The Simulation class¶
The Simulation
class is top-level class in FBPIC. It contains all
the simulation data, and has the high-level method step
that performs the PIC cycle.
In addition, its method add_new_species
allows to create new particle
species, and its method set_moving_window
activates the moving window.
- class fbpic.main.Simulation(Nz, zmax, Nr, rmax, Nm, dt, p_zmin=-inf, p_zmax=inf, p_rmin=0, p_rmax=inf, p_nz=None, p_nr=None, p_nt=None, n_e=None, zmin=0.0, n_order=-1, dens_func=None, filter_currents=True, v_comoving=None, use_galilean=True, initialize_ions=False, use_cuda=False, n_guard=None, n_damp={'r': 32, 'z': 64}, exchange_period=None, current_correction='curl-free', boundaries={'r': 'reflective', 'z': 'periodic'}, gamma_boost=None, use_all_mpi_ranks=True, particle_shape='linear', verbose_level=1, smoother=None, use_ruyten_shapes=True, use_modified_volume=True)[source]¶
Initializes a simulation.
By default, this will not create any particle species. You can then add particles species to the simulation by using e.g. the method
add_new_species
of the simulation object.Note
As a short-cut, you can also directly create particle species when initializing the
Simulation
object, by passing the aguments n_e, p_rmin, p_rmax, p_nz, p_nr, p_nt, and dens_func. This will create:an electron species
(if
initialize_ions
is True) an ion species (Hydrogen 1+)
See the docstring of the method
add_new_species
for the above-mentioned arguments (where n_e has been re-labeled as n).- Parameters:
Nz (int) – The number of gridpoints along z
Nr (int) – The number of gridpoints along r
zmax (float) – The position of the edge of the simulation in z (More precisely, the position of the edge of the last cell)
rmax (float) – The position of the edge of the simulation in r (More precisely, the position of the edge of the last cell)
Nm (int) – The number of azimuthal modes taken into account. (The simulation uses the modes from m=0 to m=(Nm-1).)
dt (float) – The timestep of the simulation
n_order (int, optional) – The order of the stencil for z derivatives in the Maxwell solver. Use -1 for infinite order, i.e. for exact dispersion relation in all direction (adviced for single-GPU/single-CPU simulation). Use a positive number (and multiple of 2) for a finite-order stencil (required for multi-GPU/multi-CPU with MPI). A large n_order leads to more overhead in MPI communications, but also to a more accurate dispersion relation for electromagnetic waves. (Typically, n_order = 32 is a good trade-off.) See this article for more information.
zmin (float, optional) – The position of the edge of the simulation box. (More precisely, the position of the edge of the first cell)
initialize_ions (bool, optional) – Whether to initialize the neutralizing ions
filter_currents (bool, optional) – Whether to filter the currents and charge in k space
v_comoving (float or None, optional) – If this variable is None, the standard PSATD is used (default).
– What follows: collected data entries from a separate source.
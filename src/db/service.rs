use crate::db::models::Document;
use chrono::{DateTime, NaiveDateTime, Utc};
use duckdb::types::Type;
use duckdb::{params, params_from_iter, Connection, Error as DbError, Result as DbResult, Row};
use tracing::warn;
use uuid::Uuid;

pub struct DbService;

impl DbService {
    fn row_to_document(row: &Row) -> DbResult<Document> {
        let id = row
            .get::<_, String>(0)?
            .parse::<Uuid>()
            .map_err(|e| DbError::FromSqlConversionFailure(0, Type::Text, Box::new(e)))?;

        // Timestamps are selected AS text; the duckdb chrono feature is not enabled.
        let created_str: String = row.get(2)?;
        let created_at = parse_timestamp(&created_str).unwrap_or_else(|| {
            warn!("Document {} has unreadable created_at {:?}", id, created_str);
            Utc::now()
        });

        let body_str: String = row.get(3)?;
        let body = serde_json::from_str(&body_str)
            .map_err(|e| DbError::FromSqlConversionFailure(3, Type::Text, Box::new(e)))?;

        Ok(Document {
            id,
            collection: row.get::<_, String>(1)?,
            created_at,
            body,
        })
    }

    pub fn insert_document(conn: &Connection, collection: &str, body: &serde_json::Value) -> DbResult<Uuid> {
        let id = Uuid::new_v4();

        conn.execute(
            "INSERT INTO documents (id, collection, body) VALUES (?, ?, ?)",
            params![id.to_string(), collection, body.to_string()],
        )?;

        Ok(id)
    }

    /// All documents of a collection, oldest first.
    pub fn list_documents(conn: &Connection, collection: &str) -> DbResult<Vec<Document>> {
        Self::find_documents(conn, collection, &[])
    }

    /// Documents of a collection whose top-level string fields equal the given values, oldest first.
    pub fn find_documents(
        conn: &Connection,
        collection: &str,
        string_fields: &[(&str, &str)],
    ) -> DbResult<Vec<Document>> {
        let mut sql = String::from(
            "SELECT CAST(id AS VARCHAR), collection, CAST(created_at AS VARCHAR), body
             FROM documents
             WHERE collection = ?",
        );
        let mut args: Vec<String> = vec![collection.to_string()];

        for (key, value) in string_fields {
            sql.push_str(" AND json_extract_string(body, ?) = ?");
            args.push(json_path(key));
            args.push(value.to_string());
        }
        sql.push_str(" ORDER BY seq ASC");

        let mut stmt = conn.prepare(&sql)?;
        let rows = stmt.query_map(params_from_iter(args.iter()), Self::row_to_document)?;

        let mut documents = Vec::new();
        for row in rows {
            documents.push(row?);
        }
        Ok(documents)
    }

    pub fn list_collections(conn: &Connection, limit: usize) -> DbResult<Vec<String>> {
        let mut stmt = conn.prepare(
            "SELECT DISTINCT collection FROM documents ORDER BY collection LIMIT ?",
        )?;
        let rows = stmt.query_map(params![limit as i64], |row| row.get::<_, String>(0))?;

        let mut names = Vec::new();
        for row in rows {
            names.push(row?);
        }
        Ok(names)
    }
}

/// JSONPath for a top-level key, quoted so dots and spaces in the key stay literal.
fn json_path(key: &str) -> String {
    format!("$.\"{}\"", key.replace('"', "\\\""))
}

fn parse_timestamp(raw: &str) -> Option<DateTime<Utc>> {
    NaiveDateTime::parse_from_str(raw, "%Y-%m-%d %H:%M:%S%.f")
        .ok()
        .map(|naive| naive.and_utc())
}

#[cfg(test)]
mod tests {
    use super::*;

    #[test]
    fn test_parse_duckdb_timestamp() {
        let ts = parse_timestamp("2024-03-01 12:30:45.123456").unwrap();
        assert_eq!(ts.timestamp(), 1709296245);
        assert!(parse_timestamp("2024-03-01 12:30:45").is_some());
        assert!(parse_timestamp("not a time").is_none());
    }

    #[test]
    fn test_json_path_quotes_key() {
        assert_eq!(json_path("thread_id"), "$.\"thread_id\"");
        assert_eq!(json_path("a.b"), "$.\"a.b\"");
    }
}
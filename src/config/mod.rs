mod config;

pub use self::config::{AppConfig, DatabaseConfig, ServerConfig};
//! The four read-only tools exposed to the model

mod glob;
mod grep;
mod list;
mod read;
mod similar;

pub use glob::GlobTool;
pub use grep::GrepTool;
pub use list::ListTool;
pub use read::ReadTool;

use crate::registry::{ToolError, ToolRegistry};
use scout_search::SearchEngine;
use std::path::{Path, PathBuf};
use std::sync::Arc;

/// Registry with grep, glob, read, and list, all rooted at `working_dir`
pub fn default_registry(working_dir: impl Into<PathBuf>, engine: Arc<SearchEngine>) -> ToolRegistry {
    let working_dir = working_dir.into();
    let mut registry = ToolRegistry::new();
    registry.register(Arc::new(GrepTool::new(&working_dir, engine.clone())));
    registry.register(Arc::new(GlobTool::new(&working_dir, engine)));
    registry.register(Arc::new(ReadTool::new(&working_dir)));
    registry.register(Arc::new(ListTool::new(&working_dir)));
    registry
}

/// Resolve a tool path argument: absolute paths pass through, relative ones
/// are joined to the working directory.
fn resolve_path(working_dir: &Path, arg: Option<&str>) -> PathBuf {
    match arg {
        Some(path) if !path.is_empty() => {
            let path = Path::new(path);
            if path.is_absolute() {
                path.to_path_buf()
            } else {
                working_dir.join(path)
            }
        }
        _ => working_dir.to_path_buf(),
    }
}

/// Display a path relative to the working directory when possible
fn display_path(working_dir: &Path, path: &Path) -> String {
    path.strip_prefix(working_dir)
        .unwrap_or(path)
        .display()
        .to_string()
}

fn parse_args<T: serde::de::DeserializeOwned>(
    arguments: serde_json::Value,
) -> Result<T, ToolError> {
    serde_json::from_value(arguments).map_err(|e| ToolError::InvalidArguments(e.to_string()))
}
Otherwise, the current is assumed to be “comoving”, i.e. constant with respect to (z - v_comoving * t). This can be done in two ways: either by - Using a PSATD scheme that takes this hypothesis into account - Solving the PSATD scheme in a Galilean frame
use_galilean (bool, optional) – Determines which one of the two above schemes is used When use_galilean is true, the whole grid moves with a speed v_comoving
use_cuda (bool, optional) – Whether to use CUDA (GPU) acceleration
n_guard (int, optional) – Number of guard cells to use at the left and right of a domain, when performing parallel (MPI) computation or when using open boundaries. Defaults to None, which calculates the required guard cells for n_order automatically (approx 2*n_order). If no MPI is used and in the case of open boundaries with an infinite order stencil, n_guard defaults to 64, if not set otherwise.
n_damp (dict, optional) – A dictionary with ‘z’ and ‘r’ as keys, and integers as values. The integers represent the number of damping cells in the longitudinal (z) and transverse (r) directions, respectively. The damping cells in z are only used if boundaries[‘z’] is ‘open’, and are added at the left and right edge of the simulation domain. The damping cells in r are used only if boundaries[‘r’] is ‘open’, and are added at upper radial boundary (at rmax).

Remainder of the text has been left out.